Frankfurter Allgemeine Zeitung - Rezension
Frankfurter Allgemeine Zeitung | Besprechung von 23.02.2007

Wie es euch gefällt
Sinnhuber oder Stoffhuber: Ivan Nagels und Klaus Völkers Theater

Theater ist immer Gegenwart. Man spielt nicht rückwärts. Natur- und kunstgemäß. Wenn der Vorhang fällt, ist alles vorbei. Theaterbücher dagegen schreiben sozusagen rückwärts. Wenn der Buchdeckel sich hebt, wird Unwiederbringliches als Bringliches geliefert. Und der Lieferservice trägt den Firmennamen "Rekonstruktion" (Gesellschaft mit sehr beschränkter Haftung). Das Material ist unwiederbringlich tot. Die Boten aber, die es überbringen, müssen es beleben: mit sich, ihrem Temperament. Auf sie kommt es an. Das lässt sich sehr schön an zwei neuen Theaterbüchern zeigen.

Das eine trägt den schwärmerisch schönen, rätselhaft poetischen, alles Innigliche und Persönliche versprechenden Titel "und vorrätig ist dein Herz vor jedem andern", der aus einer Gedichtzeile Ingeborg Bachmanns stammt und sozusagen ein Doppelporträt umspannt, das den beiden noch lebenden, spielenden, Triumphe feiernden Burgschauspielerinnen Elisabeth Orth und Kirsten Dene gewidmet ist. Es stammt von Klaus Völker, lange Jahre Direktor der Berliner Schauspielhochschule "Ernst Busch", Dramaturg, Publizist, Theaterausstellungsmacher, Biographienverfasser, Jahrgang 1938. Das andere Theaterbuch trägt den nüchternen, leicht wissenschaftsparfümierten, aber sonst nichts weiter versprechenden Titel "Drama und Theater. Von Shakespeare bis Jelinek" und stammt von Ivan Nagel, Intendant in Hamburg und Stuttgart, Dramaturg und Kritiker in München, Korrespondent in New York, Festivalmacher in Köln und Stuttgart, Hochschulprofessor in Berlin, Publizist, Gedankenmacher, Jahrgang 1931.
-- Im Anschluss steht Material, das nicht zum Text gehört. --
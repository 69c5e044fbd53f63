//! Tokenizer for address fields

/// Lexical class of a token
#[derive(Debug, Clone, Copy, PartialEq, Eq)]
pub enum TokenKind {
    /// Run of ordinary characters
    Text,
    /// `"..."`; unterminated quotes run to end of input
    Quoted,
    /// `<...>`; a `<` not closed before the next `,`, `<` or `"` is plain text
    Angle,
    /// A separating comma (never inside quotes)
    Comma,
}

/// A token borrowed from the input, with its byte offset
#[derive(Debug, Clone, Copy, PartialEq, Eq)]
pub struct Token<'a> {
    pub kind: TokenKind,
    /// Full source slice including delimiters
    pub raw: &'a str,
    /// Byte offset of `raw` in the input
    pub start: usize,
}

impl<'a> Token<'a> {
    /// The token text without its delimiters
    pub fn inner(&self) -> &'a str {
        match self.kind {
            TokenKind::Quoted => {
                let body = &self.raw[1..];
                body.strip_suffix('"').unwrap_or(body)
            }
            TokenKind::Angle => &self.raw[1..self.raw.len() - 1],
            TokenKind::Text | TokenKind::Comma => self.raw,
        }
    }

    /// Byte offset just past the token
    pub fn end(&self) -> usize {
        self.start + self.raw.len()
    }
}

/// Split an address field into tokens.
///
/// Every byte of the input belongs to exactly one token, so concatenating
/// the `raw` slices reproduces the input.
pub fn tokenize(input: &str) -> Vec<Token<'_>> {
    let bytes = input.as_bytes();
    let mut tokens = Vec::new();
    let mut text_start: Option<usize> = None;
    let mut i = 0;

    while i < bytes.len() {
        match bytes[i] {
            b'"' => {
                flush_text(input, &mut tokens, &mut text_start, i);
                let end = scan_quoted(bytes, i);
                tokens.push(Token {
                    kind: TokenKind::Quoted,
                    raw: &input[i..end],
                    start: i,
                });
                i = end;
            }
            b'<' => match closing_bracket(bytes, i) {
                Some(close) => {
                    flush_text(input, &mut tokens, &mut text_start, i);
                    let end = close + 1;
                    tokens.push(Token {
                        kind: TokenKind::Angle,
                        raw: &input[i..end],
                        start: i,
                    });
                    i = end;
                }
                None => {
                    text_start.get_or_insert(i);
                    i += 1;
                }
            },
            b',' => {
                flush_text(input, &mut tokens, &mut text_start, i);
                tokens.push(Token {
                    kind: TokenKind::Comma,
                    raw: &input[i..i + 1],
                    start: i,
                });
                i += 1;
            }
            _ => {
                text_start.get_or_insert(i);
                i += 1;
            }
        }
    }
    flush_text(input, &mut tokens, &mut text_start, bytes.len());

    tokens
}

fn flush_text<'a>(
    input: &'a str,
    tokens: &mut Vec<Token<'a>>,
    text_start: &mut Option<usize>,
    end: usize,
) {
    if let Some(start) = text_start.take() {
        tokens.push(Token {
            kind: TokenKind::Text,
            raw: &input[start..end],
            start,
        });
    }
}

/// Offset of the `>` closing the bracket at `open`.
///
/// `None` when a `,`, `<` or `"` comes first.
fn closing_bracket(bytes: &[u8], open: usize) -> Option<usize> {
    bytes[open + 1..]
        .iter()
        .position(|&b| matches!(b, b'>' | b',' | b'<' | b'"'))
        .map(|offset| open + 1 + offset)
        .filter(|&close| bytes[close] == b'>')
}

/// Return the byte offset just past the quoted string opening at `open`.
fn scan_quoted(bytes: &[u8], open: usize) -> usize {
    let mut i = open + 1;
    while i < bytes.len() {
        match bytes[i] {
            b'\\' => i += 2,
            b'"' => return i + 1,
            _ => i += 1,
        }
    }
    bytes.len()
}

#[cfg(test)]
mod tests {
    use super::*;

    fn kinds(input: &str) -> Vec<TokenKind> {
        tokenize(input).iter().map(|t| t.kind).collect()
    }

    #[test]
    fn bracketed_address_tokens() {
        let tokens = tokenize("Jane Doe <jane@x.com>");
        assert_eq!(tokens.len(), 2);
        assert_eq!(tokens[0].kind, TokenKind::Text);
        assert_eq!(tokens[0].raw, "Jane Doe ");
        assert_eq!(tokens[1].kind, TokenKind::Angle);
        assert_eq!(tokens[1].inner(), "jane@x.com");
        assert_eq!(tokens[1].start, 9);
    }

    #[test]
    fn comma_inside_quotes_is_not_a_separator() {
        assert_eq!(
            kinds("\"Doe, Jane\" <jane@x.com>, bob@y.com"),
            vec![
                TokenKind::Quoted,
                TokenKind::Text,
                TokenKind::Angle,
                TokenKind::Comma,
                TokenKind::Text,
            ]
        );
    }

    #[test]
    fn bracket_does_not_span_a_comma() {
        assert_eq!(
            kinds("Jane <jane@x.com, Bob <bob@y.com>"),
            vec![
                TokenKind::Text,
                TokenKind::Comma,
                TokenKind::Text,
                TokenKind::Angle,
            ]
        );
    }

    #[test]
    fn bracket_does_not_span_another_bracket_or_quote() {
        assert_eq!(
            kinds("<a <b@x.com>"),
            vec![TokenKind::Text, TokenKind::Angle]
        );
        assert_eq!(
            kinds("<a \"b\" <c@x.com>"),
            vec![TokenKind::Text, TokenKind::Quoted, TokenKind::Text, TokenKind::Angle]
        );
    }

    #[test]
    fn escaped_quote_stays_inside_quoted_token() {
        let tokens = tokenize(r#""Jane \"JD\" Doe" <jd@x.com>"#);
        assert_eq!(tokens[0].kind, TokenKind::Quoted);
        assert_eq!(tokens[0].inner(), r#"Jane \"JD\" Doe"#);
    }

    #[test]
    fn unterminated_quote_runs_to_end() {
        let tokens = tokenize("\"Doe, Jane <jane@x.com>");
        assert_eq!(tokens.len(), 1);
        assert_eq!(tokens[0].kind, TokenKind::Quoted);
        assert_eq!(tokens[0].inner(), "Doe, Jane <jane@x.com>");
    }

    #[test]
    fn unclosed_bracket_is_text() {
        assert_eq!(kinds("Jane <jane@x.com"), vec![TokenKind::Text]);
    }

    #[test]
    fn tokens_cover_entire_input() {
        let input = "a <b@c.de>, \"x, y\" <z@q.io>,,tail";
        let rebuilt: String = tokenize(input).iter().map(|t| t.raw).collect();
        assert_eq!(rebuilt, input);
    }

    #[test]
    fn empty_input_has_no_tokens() {
        assert!(tokenize("").is_empty());
    }
}
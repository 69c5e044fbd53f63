//! Address-field parsing
//!
//! Header-like strings ("To", "Cc", "From" lines) are tokenized once and then
//! matched against a small set of productions:
//!
//! - address list: segments separated by commas outside quotes
//! - bracketed address: `Display Name <local@domain>`
//! - bare address: `local@domain.tld` anywhere in the segment
//!
//! The forwarding-marker production (`Fwd:` / `FW:` subject prefixes) lives
//! alongside since it is the same kind of fixed grammar.

mod forward;
mod parser;
mod tokenizer;

pub use forward::strip_forward_marker;
pub use parser::{is_valid_email, parse_address_list, parse_single_address, ParsedAddress};
pub use tokenizer::{tokenize, Token, TokenKind};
Nagel schreibt über Theater als Geschichte, Völker über Theater als Personen. Der eine geht ins Archiv, um zu schildern, was er gefunden hat, der andere auf Menschen zu, um mitzuteilen, wie er sie findet. Nagel also der geborene Stoffhuber? Völker also der prädestinierte Sinnhuber?
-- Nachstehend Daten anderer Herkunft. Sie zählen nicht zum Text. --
//! Explicit input structures for both build phases
//!
//! Inputs arrive as loosely structured field maps (usually JSON). They are
//! deserialized into `StructuralInput` / `EnrichmentInput`, and structural
//! input is resolved once into a `ValidatedInput` with every default applied.

use super::error::{AssemblyResult, ValidationError, ValidationIssue};
use crate::record::{Channel, RecordType, References};
use chrono::{DateTime, FixedOffset};
use serde::{Deserialize, Serialize};
use serde_json::Value;

/// Closed set of accepted source tags
#[derive(Debug, Clone, Copy, Default, PartialEq, Eq, Hash)]
pub enum SourceKind {
    #[default]
    EmailThread,
    ForwardedEmail,
    MeetingTranscript,
    Chat,
}

impl SourceKind {
    pub const ALL: [SourceKind; 4] = [
        Self::EmailThread,
        Self::ForwardedEmail,
        Self::MeetingTranscript,
        Self::Chat,
    ];

    pub fn as_str(&self) -> &'static str {
        match self {
            Self::EmailThread => "email_thread",
            Self::ForwardedEmail => "forwarded_email",
            Self::MeetingTranscript => "meeting_transcript",
            Self::Chat => "chat",
        }
    }

    pub fn record_type(&self) -> RecordType {
        match self {
            Self::EmailThread => RecordType::EmailThread,
            Self::ForwardedEmail => RecordType::EmailForwarded,
            Self::MeetingTranscript => RecordType::MeetingTranscript,
            Self::Chat => RecordType::Chat,
        }
    }

    pub fn channel(&self) -> Channel {
        if self.as_str().contains("meeting") {
            Channel::Meeting
        } else {
            Channel::Email
        }
    }

    /// Whether events from this source carry a duration
    pub fn is_timed(&self) -> bool {
        matches!(self, Self::MeetingTranscript)
    }
}

impl std::fmt::Display for SourceKind {
    fn fmt(&self, f: &mut std::fmt::Formatter<'_>) -> std::fmt::Result {
        write!(f, "{}", self.as_str())
    }
}

impl std::str::FromStr for SourceKind {
    type Err = String;
    fn from_str(s: &str) -> Result<Self, Self::Err> {
        Self::ALL
            .into_iter()
            .find(|kind| kind.as_str() == s)
            .ok_or_else(|| format!("unknown source type: {}", s))
    }
}

/// A message timestamp: already structured, or free text to be parsed
#[derive(Debug, Clone, PartialEq, Eq, Serialize, Deserialize)]
#[serde(untagged)]
pub enum EntryDate {
    At(DateTime<FixedOffset>),
    Text(String),
}

impl From<DateTime<FixedOffset>> for EntryDate {
    fn from(at: DateTime<FixedOffset>) -> Self {
        Self::At(at)
    }
}

impl From<&str> for EntryDate {
    fn from(text: &str) -> Self {
        Self::Text(text.to_string())
    }
}

/// Raw structural-phase input. Every key is optional at this stage.
#[derive(Debug, Clone, Default, PartialEq, Serialize, Deserialize)]
#[serde(rename_all = "camelCase")]
pub struct StructuralInput {
    pub subject: Option<String>,
    /// Fallback for `subject` (meeting sources use titles)
    pub title: Option<String>,
    pub from: Option<String>,
    pub to: Option<String>,
    pub cc: Option<String>,
    pub content: Option<String>,
    /// Source tag; defaults to `email_thread`
    pub source: Option<String>,
    #[serde(alias = "entry_date")]
    pub entry_date: Option<EntryDate>,
    #[serde(alias = "message_id")]
    pub message_id: Option<String>,
    #[serde(default, alias = "is_forwarded")]
    pub is_forwarded: bool,
    #[serde(alias = "user_note")]
    pub user_note: Option<String>,
    #[serde(alias = "original_content")]
    pub original_content: Option<String>,
    #[serde(alias = "reply_to")]
    pub reply_to: Option<String>,
    #[serde(alias = "in_reply_to")]
    pub in_reply_to: Option<String>,
    pub references: Option<References>,
    /// Plain attendee names
    #[serde(default)]
    pub participants: Vec<String>,
    #[serde(alias = "duration_minutes")]
    pub duration_minutes: Option<u32>,
}

impl StructuralInput {
    pub fn new(subject: impl Into<String>, from: impl Into<String>) -> Self {
        Self {
            subject: Some(subject.into()),
            from: Some(from.into()),
            ..Default::default()
        }
    }

    pub fn with_to(mut self, to: impl Into<String>) -> Self {
        self.to = Some(to.into());
        self
    }

    pub fn with_cc(mut self, cc: impl Into<String>) -> Self {
        self.cc = Some(cc.into());
        self
    }

    pub fn with_content(mut self, content: impl Into<String>) -> Self {
        self.content = Some(content.into());
        self
    }

    pub fn with_source(mut self, source: impl Into<String>) -> Self {
        self.source = Some(source.into());
        self
    }

    pub fn with_entry_date(mut self, entry_date: impl Into<EntryDate>) -> Self {
        self.entry_date = Some(entry_date.into());
        self
    }

    pub fn with_message_id(mut self, message_id: impl Into<String>) -> Self {
        self.message_id = Some(message_id.into());
        self
    }

    /// Mark as forwarded, with the forwarder's note and the original body
    pub fn forwarded(mut self, user_note: impl Into<String>, original: impl Into<String>) -> Self {
        self.is_forwarded = true;
        self.user_note = Some(user_note.into());
        self.original_content = Some(original.into());
        self
    }

    pub fn with_reply_to(mut self, reply_to: impl Into<String>) -> Self {
        self.reply_to = Some(reply_to.into());
        self
    }

    pub fn with_in_reply_to(mut self, in_reply_to: impl Into<String>) -> Self {
        self.in_reply_to = Some(in_reply_to.into());
        self
    }

    pub fn with_references(mut self, references: References) -> Self {
        self.references = Some(references);
        self
    }

    pub fn with_participants(mut self, names: Vec<String>) -> Self {
        self.participants = names;
        self
    }

    pub fn with_duration_minutes(mut self, minutes: u32) -> Self {
        self.duration_minutes = Some(minutes);
        self
    }

    /// Subject, falling back to title
    pub fn resolved_subject(&self) -> Option<&str> {
        non_empty(&self.subject).or_else(|| non_empty(&self.title))
    }

    /// Check required fields and the source tag, resolving defaults.
    ///
    /// Every problem is collected; nothing is reported piecemeal.
    pub fn validate(&self) -> AssemblyResult<ValidatedInput> {
        let mut issues = Vec::new();

        let subject = self.resolved_subject();
        if subject.is_none() {
            issues.push(ValidationIssue::Missing("subject"));
        }
        let from = non_empty(&self.from);
        if from.is_none() {
            issues.push(ValidationIssue::Missing("from"));
        }

        let forward = if self.is_forwarded {
            let note = non_empty(&self.user_note);
            let original = non_empty(&self.original_content);
            if note.is_none() {
                issues.push(ValidationIssue::Missing("userNote"));
            }
            if original.is_none() {
                issues.push(ValidationIssue::Missing("originalContent"));
            }
            note.zip(original).map(|(note, original)| ForwardedParts {
                note: note.to_string(),
                original: original.to_string(),
            })
        } else {
            if non_empty(&self.content).is_none() {
                issues.push(ValidationIssue::Missing("content"));
            }
            None
        };

        let source = match non_empty(&self.source) {
            None => Some(SourceKind::default()),
            Some(tag) => match tag.parse::<SourceKind>() {
                Ok(kind) => Some(kind),
                Err(_) => {
                    issues.push(ValidationIssue::UnknownSource(tag.to_string()));
                    None
                }
            },
        };

        let (subject, from, source) = match (subject, from, source) {
            (Some(subject), Some(from), Some(source)) if issues.is_empty() => {
                (subject, from, source)
            }
            _ => return Err(ValidationError::new(issues)),
        };

        Ok(ValidatedInput {
            subject: subject.to_string(),
            from: from.to_string(),
            to: non_empty(&self.to).map(str::to_string),
            cc: non_empty(&self.cc).map(str::to_string),
            content: self.content.clone().unwrap_or_default(),
            source,
            entry_date: self.entry_date.clone(),
            message_id: self.message_id.clone().unwrap_or_default(),
            forward,
            reply_to: non_empty(&self.reply_to).map(str::to_string),
            in_reply_to: non_empty(&self.in_reply_to).map(str::to_string),
            references: self.references.clone().filter(|r| !r.is_empty()),
            participants: self.participants.clone(),
            duration_minutes: self.duration_minutes,
        })
    }
}

/// The two bodies of a forwarded message
#[derive(Debug, Clone, PartialEq, Eq)]
pub struct ForwardedParts {
    /// What the forwarder wrote
    pub note: String,
    /// The message being forwarded
    pub original: String,
}

/// Structural input with every default resolved.
///
/// Only produced by `StructuralInput::validate`.
#[derive(Debug, Clone, PartialEq)]
pub struct ValidatedInput {
    pub subject: String,
    pub from: String,
    pub to: Option<String>,
    pub cc: Option<String>,
    /// May be empty for forwarded input
    pub content: String,
    pub source: SourceKind,
    pub entry_date: Option<EntryDate>,
    pub message_id: String,
    pub forward: Option<ForwardedParts>,
    pub reply_to: Option<String>,
    pub in_reply_to: Option<String>,
    pub references: Option<References>,
    pub participants: Vec<String>,
    pub duration_minutes: Option<u32>,
}

impl ValidatedInput {
    pub fn is_forwarded(&self) -> bool {
        self.forward.is_some()
    }
}

/// Enrichment-phase input: analysis results from an external model.
///
/// Values may be text or structured JSON (lists, maps).
#[derive(Debug, Clone, Default, PartialEq, Serialize, Deserialize)]
#[serde(rename_all = "camelCase")]
pub struct EnrichmentInput {
    pub summary: Option<Value>,
    pub category: Option<Value>,
    #[serde(alias = "action_items")]
    pub action_items: Option<Value>,
    #[serde(alias = "key_topics")]
    pub key_topics: Option<Value>,
    #[serde(alias = "key_decisions")]
    pub key_decisions: Option<Value>,
    /// Vendor or model name
    pub source: Option<String>,
}

impl EnrichmentInput {
    pub fn new() -> Self {
        Self::default()
    }

    pub fn with_summary(mut self, summary: impl Into<Value>) -> Self {
        self.summary = Some(summary.into());
        self
    }

    pub fn with_category(mut self, category: impl Into<Value>) -> Self {
        self.category = Some(category.into());
        self
    }

    pub fn with_action_items(mut self, items: impl Into<Value>) -> Self {
        self.action_items = Some(items.into());
        self
    }

    pub fn with_key_topics(mut self, topics: impl Into<Value>) -> Self {
        self.key_topics = Some(topics.into());
        self
    }

    pub fn with_key_decisions(mut self, decisions: impl Into<Value>) -> Self {
        self.key_decisions = Some(decisions.into());
        self
    }

    pub fn with_vendor(mut self, vendor: impl Into<String>) -> Self {
        self.source = Some(vendor.into());
        self
    }
}

fn non_empty(value: &Option<String>) -> Option<&str> {
    value.as_deref().filter(|s| !s.trim().is_empty())
}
Verblüffend und geradezu erheiternd, wie hier sich die Verhältnisse verkehren. Wenn Ivan Nagel ältere Aufsätze, zum Beispiel über Kortners Wiener "Emilia Galotti" von 1970 und Peter Steins Bremer "Tasso" von 1969, noch einmal auftreten lässt, nicht ohne über dreißig Jahre danach kritisch auf sie zurückzublicken; wenn er von Racines und Planchons "Bérénice" aus dem Jahr 1966 schwärmt; wenn er noch einmal seine Laudatio auf Klaus Michael Grüber aus dem Jahr 2000, seine Nachrufe auf Ulrich Wildgruber oder Heiner Müller aus den neunziger Jahren präsentiert und sein Archiv so ungeniert wie klug anzapft - dann wirkt das derartig lebendig, entschieden, leidenschaftlich, dass man sich mitten in einer aufgeladenen, leicht hektisch erregten, vom Konflikthauch umbrausten Szene wähnt.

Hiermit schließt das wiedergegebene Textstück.